Mit Filmen ist es grundsätzlich ein wenig wie mit der Popmusik: Niemand wird mehr The Beatles sein. Das hängt mit so etwas wie einer Inflation von Produkten zusammen, aber auch mit den Möglichkeiten, überhaupt neue und gleichzeitig das Jahr überdauernde Werke schaffen zu wollen oder können, die gesellschaftlich relevant sind. Zu Beginn des Kinos waren wirkliche Meisterwerke geradezu Ehrfurcht gebietend. Um die Weltkriege herum bemühten sich zudem viele Länder, möglichst viele Menschen mit eindrucksvoller Technik und drängenden Botschaften zu erreichen. Ähnliches lässt sich auch über die Zeit des Kalten Krieges, von Vietnam, den Terrorismus der 70er und in Teilen auch über die Auflösung der Sowjetunion sagen. Generell widmete sich „der Westen“ aber meist der Unterhaltung mit zivilgesellschaftlichem Beiwerk, egal ob via Hollywood oder das, wofür „Cannes“ ein Synonym wurde.
Das US-amerikanische Prinzip, mittels eines an diversity orientierten Ansatzes (und einer global dominanten Muttersprache) gleichzeitig den Binnenmarkt zu bespielen wie am Export zu profitieren, hat in Deutschland bislang keine große Rolle gespielt. Auch daher wird „deutsch“ global immer noch oft mit „expressionistisch“ gleichgesetzt, also mit Lang und Murnau zum Beispiel identifiziert. Manche Werke und Regisseure erreichten jenseits des deutschen Sprachraums dennoch auch seit 1945 andere Märkte von Deutschland aus: Wenders, Schlöndorff, Herzog, Petersen und in manchen Zirkeln auch Fassbinder.

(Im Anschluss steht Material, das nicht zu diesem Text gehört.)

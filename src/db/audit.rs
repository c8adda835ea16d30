//! Structured audit trail of advisory conditions and assignment decisions.
//!
//! Geofence warnings, synthesized sessions, stale auto-closes, assignments
//! and releases all leave a row here so reviewers can audit what the
//! engine waved through without blocking.

use crate::errors::AppResult;
use chrono::Utc;
use rusqlite::{Connection, params};

#[derive(Debug, Clone)]
pub struct AuditRow {
    pub id: i64,
    pub date: String,
    pub operation: String,
    pub target: String,
    pub message: String,
    pub detail: String,
}

/// Append a row to the `audit_log` table.
pub fn audit(
    conn: &Connection,
    operation: &str,
    target: &str,
    message: &str,
    detail: Option<&serde_json::Value>,
) -> AppResult<()> {
    let now = Utc::now().to_rfc3339();
    let detail_str = detail.map(|d| d.to_string()).unwrap_or_default();

    let mut stmt = conn.prepare_cached(
        "INSERT INTO audit_log (date, operation, target, message, detail)
         VALUES (?1, ?2, ?3, ?4, ?5)",
    )?;

    stmt.execute(params![now, operation, target, message, detail_str])?;

    Ok(())
}

pub fn load_audit(conn: &Connection) -> AppResult<Vec<AuditRow>> {
    let mut stmt = conn.prepare(
        "SELECT id, date, operation, target, message, detail
         FROM audit_log ORDER BY id ASC",
    )?;

    let rows = stmt.query_map([], |row| {
        Ok(AuditRow {
            id: row.get(0)?,
            date: row.get(1)?,
            operation: row.get(2)?,
            target: row.get(3)?,
            message: row.get(4)?,
            detail: row.get(5)?,
        })
    })?;

    let mut out = Vec::new();
    for r in rows {
        out.push(r?);
    }
    Ok(out)
}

Deutsche Filme, die man gesehen haben sollte
Was das Werk von Fritz Lang betrifft, lässt sich über das „Über“-Meisterwerk kaum streiten: Metropolis erzählt zwar von so etwas wie einem „völkischen Körper“ und hat auch ansonsten eine etwas märchenhafte Lösung für gesellschaftliche Konflikte und Ausbeutungsmechanismen, steht aber recht unangefochten als das wohl wichtigste Werk nicht nur der deutschen Filmgeschichte zu Recht in vielen Annalen. Von Friedrich Wilhelm Murnau hingegen ist wohl Nosferatu bekannter als sein Faust, letzterer aber am Ende wohl doch das bessere Kulturdenkmal. Josef von Sternbergs Der Blaue Engel (nach Professor Unrat von Heinrich Mann) war dann – auch dank Marlene Dietrich und Hans Albers – eine wegweisende erste Interpretation eines Buches, der der Wille zum Straßenfeger ebenso deutlich anzusehen war wie eine neue Handschrift aus Millieustudie, nicht zuletzt Ton und Musik (Friedrich Hollaender) und natürlich „Star und Sex-Appeal“. Nicht zu vergessen auch Berlin Alexanderplatz nach Alfred Döblin von Phil Jutzi.
Aus den Trümmern heraus filmte es sich dann bald in BRD wie DDR noch anders. Zu dieser Zeit entstanden die wichtigsten Werke zum Großteil bereits vor den mit Heimat- und Urlaubsfilmen effektiv bestrahlten 50er- und frühen 60er-Jahren. Liebe 47 nach Wolfgang Borcherts Draußen vor der Tür, Die Mörder sind unter uns von Wolfgang Staudte und mit Hildegard Knef sowie Das Mädchen Rosemarie von Rolf Thiele mit einem echten „All Star Cast“ spiegeln Armut, alltägliche Korruption und eine nicht ausreichend erfolgte Entnazifizierung wider. Und dies so nah an Zeit und Personen, wie es selbst die 68er nicht und erst recht kein heutiger Regisseur einem Millionenpublikum seitdem präsentiert hat.
Die Bleierne Zeit von Margarethe von Trotta knüpft hier angesichts des RAF-Terrorismus und der nationalsozialistischen Kontinuitäten in Deutschland sage und schreibe erst 1981 an. Und auch Rainer Werner Fassbinder bedient sich vieler Männer- und Frauengeschichten, zeigt aber speziell mit Welt am Draht (nach Simulacron-3 von Daniel F. Galouye) schon 1973, wie die real existierende Matrix der Macht funktioniert. Ein Vergleich dieses Films mit Metropolis wäre eine Doktorarbeit wert.
Schlingensief? Gröning? Das Netz von Lutz Dammbeck? Große Filmkultur und Relevanz gehen selten zusammen.